Poza oczywistym w takich momentach gapiostwem, była oczywiście i modlitwa różańcowa, a nade wszystko śpiewy. Śpiewacy na takie okazje stanowili specjalną grupę. Mieli dobre i mocne głosy. Zaopatrzeni w różne śpiewniki, rozsiadali się przy odrębnym stole i dawali koncert. Pieśni żałobne były długie, kilkunastozwrotkowe i bardzo rzewne. Mam wrażenie, jakby ich głównym zadaniem było potęgowanie bólu najbliższych i powodowanie powszechnego płaczu. Takim zapraszanym do domu żałobnika śpiewakiem był mój dziadek Janek Chomicki. Mama często wspominała, że kiedy jej ojciec wychodził na nocne śpiewy przy zmarłym, wypijał kilka łyżek płynnego tłuszczu. Śpiewy te trwały długo, bo zaczynały się wczesnym wieczorem, a kończyły znacznie po północy. W międzyczasie uczestniczący w nich dostawali poczęstunek. 
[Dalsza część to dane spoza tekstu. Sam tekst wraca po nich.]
//! SCCP management (Q.714)
//!
//! Tracks per-remote subsystem availability, answers subsystem tests and
//! broadcasts status changes to attached SCCP users. SCMG messages travel
//! as user data between SSN 1 endpoints.

use crate::engine::SigTimer;
use crate::types::{PcType, PointCode};
use bytes::{Buf, BufMut, Bytes, BytesMut};
use dashmap::DashMap;
use std::time::Instant;
use tracing::{debug, warn};

/// SCMG message types
#[derive(Debug, Clone, Copy, PartialEq, Eq)]
#[repr(u8)]
pub enum ScmgType {
    /// Subsystem allowed
    Ssa = 0x01,
    /// Subsystem prohibited
    Ssp = 0x02,
    /// Subsystem status test
    Sst = 0x03,
    /// Subsystem out-of-service request
    Sor = 0x04,
    /// Subsystem out-of-service grant
    Sog = 0x05,
    /// Subsystem congested (ANSI adds the congestion level octet)
    Ssc = 0x06,
}

impl ScmgType {
    fn from_u8(v: u8) -> Option<Self> {
        Some(match v {
            0x01 => Self::Ssa,
            0x02 => Self::Ssp,
            0x03 => Self::Sst,
            0x04 => Self::Sor,
            0x05 => Self::Sog,
            0x06 => Self::Ssc,
            _ => return None,
        })
    }
}

/// One SCMG message
#[derive(Debug, Clone, Copy, PartialEq, Eq)]
pub struct ScmgMsg {
    pub mtype: ScmgType,
    pub ssn: u8,
    pub pc: PointCode,
    pub smi: u8,
    /// Congestion level on SSC
    pub level: u8,
}

impl ScmgMsg {
    pub fn new(mtype: ScmgType, ssn: u8, pc: PointCode) -> Self {
        Self { mtype, ssn, pc, smi: 0, level: 0 }
    }

    pub fn encode(&self, pc_type: PcType) -> Bytes {
        let mut buf = BytesMut::with_capacity(6);
        buf.put_u8(self.mtype as u8);
        buf.put_u8(self.ssn);
        let packed = self.pc.pack(pc_type);
        for i in 0..pc_type.octets() {
            buf.put_u8(((packed >> (8 * i)) & 0xFF) as u8);
        }
        buf.put_u8(self.smi & 0x03);
        if self.mtype == ScmgType::Ssc {
            buf.put_u8(self.level & 0x0F);
        }
        buf.freeze()
    }

    pub fn decode(pc_type: PcType, mut data: Bytes) -> Option<Self> {
        if data.remaining() < 3 + pc_type.octets() {
            return None;
        }
        let mtype = ScmgType::from_u8(data.get_u8())?;
        let ssn = data.get_u8();
        let mut packed = 0u32;
        for i in 0..pc_type.octets() {
            packed |= (data.get_u8() as u32) << (8 * i);
        }
        let smi = data.get_u8() & 0x03;
        let level = if mtype == ScmgType::Ssc && data.has_remaining() {
            data.get_u8() & 0x0F
        } else {
            0
        };
        Some(Self { mtype, ssn, pc: PointCode::unpack(pc_type, packed), smi, level })
    }
}

/// Per-subsystem availability as seen from here
#[derive(Debug, Clone, Copy, PartialEq, Eq)]
pub enum SubsystemState {
    Allowed,
    Prohibited,
    Unknown,
    /// SOR sent, awaiting SOG
    WaitForGrant,
    /// Locally forced: answer no tests for it
    IgnoreTests,
}

/// Broadcast to attached SCCP users when availability changes
#[derive(Debug, Clone, Copy, PartialEq, Eq)]
pub enum SccpBroadcast {
    UserOutOfService { pc: PointCode, ssn: u8 },
    UserInService { pc: PointCode, ssn: u8 },
    PcInaccessible { pc: PointCode },
    PcAccessible { pc: PointCode },
    SccpRemoteInaccessible { pc: PointCode },
    SccpRemoteAccessible { pc: PointCode },
    PcCongested { pc: PointCode, level: u8 },
    SubsystemStatus { pc: PointCode, ssn: u8, allowed: bool },
}

struct RemoteSubsystem {
    state: SubsystemState,
    congestion: u8,
    sst: SigTimer,
}

/// Management state machine; the engine wires its inputs and outputs
pub struct SccpManagement {
    pc_type: PcType,
    remotes: DashMap<(u32, u8), RemoteSubsystem>,
    /// Local subsystems currently in service
    local: DashMap<u8, bool>,
    sst_interval_ms: u64,
}

/// Messages and broadcasts produced by one management step
#[derive(Default)]
pub struct ScmgOutput {
    /// Replies toward the message origin
    pub replies: Vec<ScmgMsg>,
    pub broadcasts: Vec<SccpBroadcast>,
}

impl SccpManagement {
    pub fn new(pc_type: PcType, sst_interval_ms: u64) -> Self {
        Self { pc_type, remotes: DashMap::new(), local: DashMap::new(), sst_interval_ms }
    }

    pub fn pc_type(&self) -> PcType {
        self.pc_type
    }

    /// Register a local subsystem's availability
    pub fn set_local(&self, ssn: u8, in_service: bool) -> Option<ScmgBroadcastRequest> {
        let before = self.local.insert(ssn, in_service);
        if before == Some(in_service) {
            return None;
        }
        Some(ScmgBroadcastRequest {
            msg: ScmgMsg::new(
                if in_service { ScmgType::Ssa } else { ScmgType::Ssp },
                ssn,
                PointCode::new(0, 0, 0),
            ),
        })
    }

    pub fn local_in_service(&self, ssn: u8) -> bool {
        self.local.get(&ssn).map(|e| *e.value()).unwrap_or(false)
    }

    pub fn subsystem_state(&self, pc: PointCode, ssn: u8) -> SubsystemState {
        self.remotes
            .get(&(pc.pack(self.pc_type), ssn))
            .map(|e| e.state)
            .unwrap_or(SubsystemState::Unknown)
    }

    /// Distinct point codes management currently tracks; doubles as the
    /// concerned-point list for local broadcasts
    pub fn watched_pcs(&self) -> Vec<PointCode> {
        let mut packed: Vec<u32> = self.remotes.iter().map(|e| e.key().0).collect();
        packed.sort_unstable();
        packed.dedup();
        packed.into_iter().map(|p| PointCode::unpack(self.pc_type, p)).collect()
    }

    /// A remote subsystem we depend on; prohibited until tested
    pub fn watch_remote(&self, pc: PointCode, ssn: u8) {
        let mut sst = SigTimer::new(self.sst_interval_ms);
        sst.start(Instant::now());
        self.remotes.insert(
            (pc.pack(self.pc_type), ssn),
            RemoteSubsystem { state: SubsystemState::Unknown, congestion: 0, sst },
        );
    }

    fn set_state(
        &self,
        pc: PointCode,
        ssn: u8,
        state: SubsystemState,
        out: &mut ScmgOutput,
    ) {
        let key = (pc.pack(self.pc_type), ssn);
        let mut entry = self.remotes.entry(key).or_insert_with(|| RemoteSubsystem {
            state: SubsystemState::Unknown,
            congestion: 0,
            sst: SigTimer::new(self.sst_interval_ms),
        });
        if entry.state == state {
            return;
        }
        debug!(pc = %pc, ssn, ?state, "subsystem state changed");
        entry.state = state;
        match state {
            SubsystemState::Allowed => {
                entry.sst.stop();
                out.broadcasts.push(SccpBroadcast::UserInService { pc, ssn });
                out.broadcasts.push(SccpBroadcast::SubsystemStatus { pc, ssn, allowed: true });
            }
            SubsystemState::Prohibited | SubsystemState::WaitForGrant => {
                entry.sst.start(Instant::now());
                out.broadcasts.push(SccpBroadcast::UserOutOfService { pc, ssn });
                out.broadcasts.push(SccpBroadcast::SubsystemStatus { pc, ssn, allowed: false });
            }
            _ => {}
        }
    }

    /// Process one received SCMG message
    pub fn handle(&self, msg: ScmgMsg) -> ScmgOutput {
        let mut out = ScmgOutput::default();
        match msg.mtype {
            ScmgType::Ssa => self.set_state(msg.pc, msg.ssn, SubsystemState::Allowed, &mut out),
            ScmgType::Ssp => {
                self.set_state(msg.pc, msg.ssn, SubsystemState::Prohibited, &mut out)
            }
            ScmgType::Sst => {
                // Answer for local subsystems that are in service
                if self.local_in_service(msg.ssn) {
                    out.replies.push(ScmgMsg::new(ScmgType::Ssa, msg.ssn, msg.pc));
                } else {
                    debug!(ssn = msg.ssn, "subsystem test for out-of-service subsystem");
                }
            }
            ScmgType::Sor => {
                // Orderly shutdown handshake: grant when we can take over
                out.replies.push(ScmgMsg::new(ScmgType::Sog, msg.ssn, msg.pc));
                self.set_state(msg.pc, msg.ssn, SubsystemState::Prohibited, &mut out);
            }
            ScmgType::Sog => {
                let key = (msg.pc.pack(self.pc_type), msg.ssn);
                if let Some(mut entry) = self.remotes.get_mut(&key) {
                    if entry.state == SubsystemState::WaitForGrant {
                        entry.state = SubsystemState::Prohibited;
                        out.broadcasts
                            .push(SccpBroadcast::UserOutOfService { pc: msg.pc, ssn: msg.ssn });
                    }
                } else {
                    warn!(pc = %msg.pc, ssn = msg.ssn, "unsolicited SOG");
                }
            }
            ScmgType::Ssc => {
                let key = (msg.pc.pack(self.pc_type), msg.ssn);
                if let Some(mut entry) = self.remotes.get_mut(&key) {
                    entry.congestion = msg.level;
                }
                out.broadcasts.push(SccpBroadcast::PcCongested { pc: msg.pc, level: msg.level });
            }
        }
        out
    }

    /// Point code reachability learned from MTP route state
    pub fn point_code_status(&self, pc: PointCode, accessible: bool) -> ScmgOutput {
        let mut out = ScmgOutput::default();
        if accessible {
            out.broadcasts.push(SccpBroadcast::PcAccessible { pc });
            out.broadcasts.push(SccpBroadcast::SccpRemoteAccessible { pc });
            // Every known subsystem there must be retested
            let packed = pc.pack(self.pc_type);
            for mut entry in self.remotes.iter_mut() {
                if entry.key().0 == packed && entry.state == SubsystemState::Allowed {
                    entry.state = SubsystemState::Unknown;
                    entry.sst.start(Instant::now());
                }
            }
        } else {
            out.broadcasts.push(SccpBroadcast::PcInaccessible { pc });
            out.broadcasts.push(SccpBroadcast::SccpRemoteInaccessible { pc });
            let packed = pc.pack(self.pc_type);
            for mut entry in self.remotes.iter_mut() {
                if entry.key().0 == packed {
                    let ssn = entry.key().1;
                    if entry.state != SubsystemState::Prohibited {
                        entry.state = SubsystemState::Prohibited;
                        entry.sst.start(Instant::now());
                        out.broadcasts.push(SccpBroadcast::UserOutOfService { pc, ssn });
                    }
                }
            }
        }
        out
    }

    /// Fire due subsystem tests; returns SSTs to send per destination
    pub fn tick(&self, now: Instant) -> Vec<ScmgMsg> {
        let mut tests = Vec::new();
        for mut entry in self.remotes.iter_mut() {
            let due = entry.sst.fired(now);
            if due
                && matches!(
                    entry.state,
                    SubsystemState::Prohibited
                        | SubsystemState::Unknown
                        | SubsystemState::WaitForGrant
                )
            {
                entry.sst.start(now);
                let (packed, ssn) = *entry.key();
                tests.push(ScmgMsg::new(
                    ScmgType::Sst,
                    ssn,
                    PointCode::unpack(self.pc_type, packed),
                ));
            }
        }
        tests
    }
}

/// A local status change that must be advertised to known concerned points
pub struct ScmgBroadcastRequest {
    pub msg: ScmgMsg,
}

#[cfg(test)]
mod tests {
    use super::*;

    fn mgmt() -> SccpManagement {
        SccpManagement::new(PcType::Itu, 30_000)
    }

    #[test]
    fn scmg_roundtrip() {
        let msg = ScmgMsg::new(ScmgType::Ssp, 8, PointCode::new(2, 140, 1));
        let enc = msg.encode(PcType::Itu);
        assert_eq!(enc.len(), 5);
        assert_eq!(ScmgMsg::decode(PcType::Itu, enc).unwrap(), msg);
    }

    #[test]
    fn ssc_carries_congestion_level() {
        let mut msg = ScmgMsg::new(ScmgType::Ssc, 8, PointCode::new(1, 1, 1));
        msg.level = 3;
        let enc = msg.encode(PcType::Itu);
        assert_eq!(enc.len(), 6);
        assert_eq!(ScmgMsg::decode(PcType::Itu, enc).unwrap().level, 3);
    }

    #[test]
    fn ssp_then_ssa_broadcasts_status() {
        let m = mgmt();
        let pc = PointCode::new(2, 2, 2);
        let out = m.handle(ScmgMsg::new(ScmgType::Ssp, 8, pc));
        assert!(out
            .broadcasts
            .contains(&SccpBroadcast::UserOutOfService { pc, ssn: 8 }));
        assert_eq!(m.subsystem_state(pc, 8), SubsystemState::Prohibited);

        let out = m.handle(ScmgMsg::new(ScmgType::Ssa, 8, pc));
        assert!(out.broadcasts.contains(&SccpBroadcast::UserInService { pc, ssn: 8 }));
        assert_eq!(m.subsystem_state(pc, 8), SubsystemState::Allowed);
    }

    #[test]
    fn sst_answered_only_in_service() {
        let m = mgmt();
        let pc = PointCode::new(2, 2, 2);
        let out = m.handle(ScmgMsg::new(ScmgType::Sst, 8, pc));
        assert!(out.replies.is_empty());
        m.set_local(8, true);
        let out = m.handle(ScmgMsg::new(ScmgType::Sst, 8, pc));
        assert_eq!(out.replies.len(), 1);
        assert_eq!(out.replies[0].mtype, ScmgType::Ssa);
    }

    #[test]
    fn prohibited_subsystems_get_tested() {
        let m = mgmt();
        let pc = PointCode::new(2, 2, 2);
        m.handle(ScmgMsg::new(ScmgType::Ssp, 8, pc));
        let tests = m.tick(Instant::now() + std::time::Duration::from_secs(60));
        assert_eq!(tests.len(), 1);
        assert_eq!(tests[0].mtype, ScmgType::Sst);
        assert_eq!(tests[0].pc, pc);
    }

    #[test]
    fn inaccessible_pc_prohibits_all_subsystems() {
        let m = mgmt();
        let pc = PointCode::new(2, 2, 2);
        m.handle(ScmgMsg::new(ScmgType::Ssa, 8, pc));
        m.watch_remote(pc, 6);
        let out = m.point_code_status(pc, false);
        assert!(out.broadcasts.contains(&SccpBroadcast::PcInaccessible { pc }));
        assert_eq!(m.subsystem_state(pc, 8), SubsystemState::Prohibited);
        assert_eq!(m.subsystem_state(pc, 6), SubsystemState::Prohibited);
    }

    #[test]
    fn sor_grants_and_prohibits() {
        let m = mgmt();
        let pc = PointCode::new(4, 4, 4);
        let out = m.handle(ScmgMsg::new(ScmgType::Sor, 8, pc));
        assert_eq!(out.replies[0].mtype, ScmgType::Sog);
        assert_eq!(m.subsystem_state(pc, 8), SubsystemState::Prohibited);
    }
}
Podczas gdy umarły „leżał na stołkach”, ktoś znający się na ciesielce robił szybko trumnę. Mało kogo było stać na zakup gotowej. Deski na trumnę pochodziły… ze szczytu stodoły! Odrywano je na ten cel, ponieważ były dobrze wyschnięte i dawały pewność, że taka trumna się nie rozeschnie. Były one najpierw solidnie wyheblowane i z takich wygładzonych zbijano to „ostatnie pudełko”. W naszej wsi Mieciek robił to po mistrzowsku. Po pogrzebie łatano ubytek w ścianie stodoły świeżymi, białymi deskami. Wnętrze gotowego „mebla” wyściełano drobnymi wiórkami spod hebla oraz przykrywano białym prześcieradłem, które przybijano malutkimi gwoździkami do desek. Poduszeczkę do trumny również wypełniano tymi wióreczkami. Nie wszystkich zmarłych kładziono w butach, bo nie każdą rodzinę było na nie stać. Czasem musiały wystarczyć pończochy lub skarpety. Normą było ubranie czarne. Zmarła kobieta na ogół była ubrana na czarno od stóp do głowy. Na głowie obowiązkowo zawiązywano czarną chustkę. Jeśli zmarła była młodą osobą, czyniono wyjątek i później wszyscy długo o jej trumiennym stroju rozprawiali. Na szczęście w dzieciństwie nie miałam możliwości tego widzieć. Znam fakty jedynie z podsłuchanych opowieści dorosłych. Mieli podświadome przeczucie, że dzieci na takich pogrzebach bywać nie powinny, więc nas na takie nie zabierano.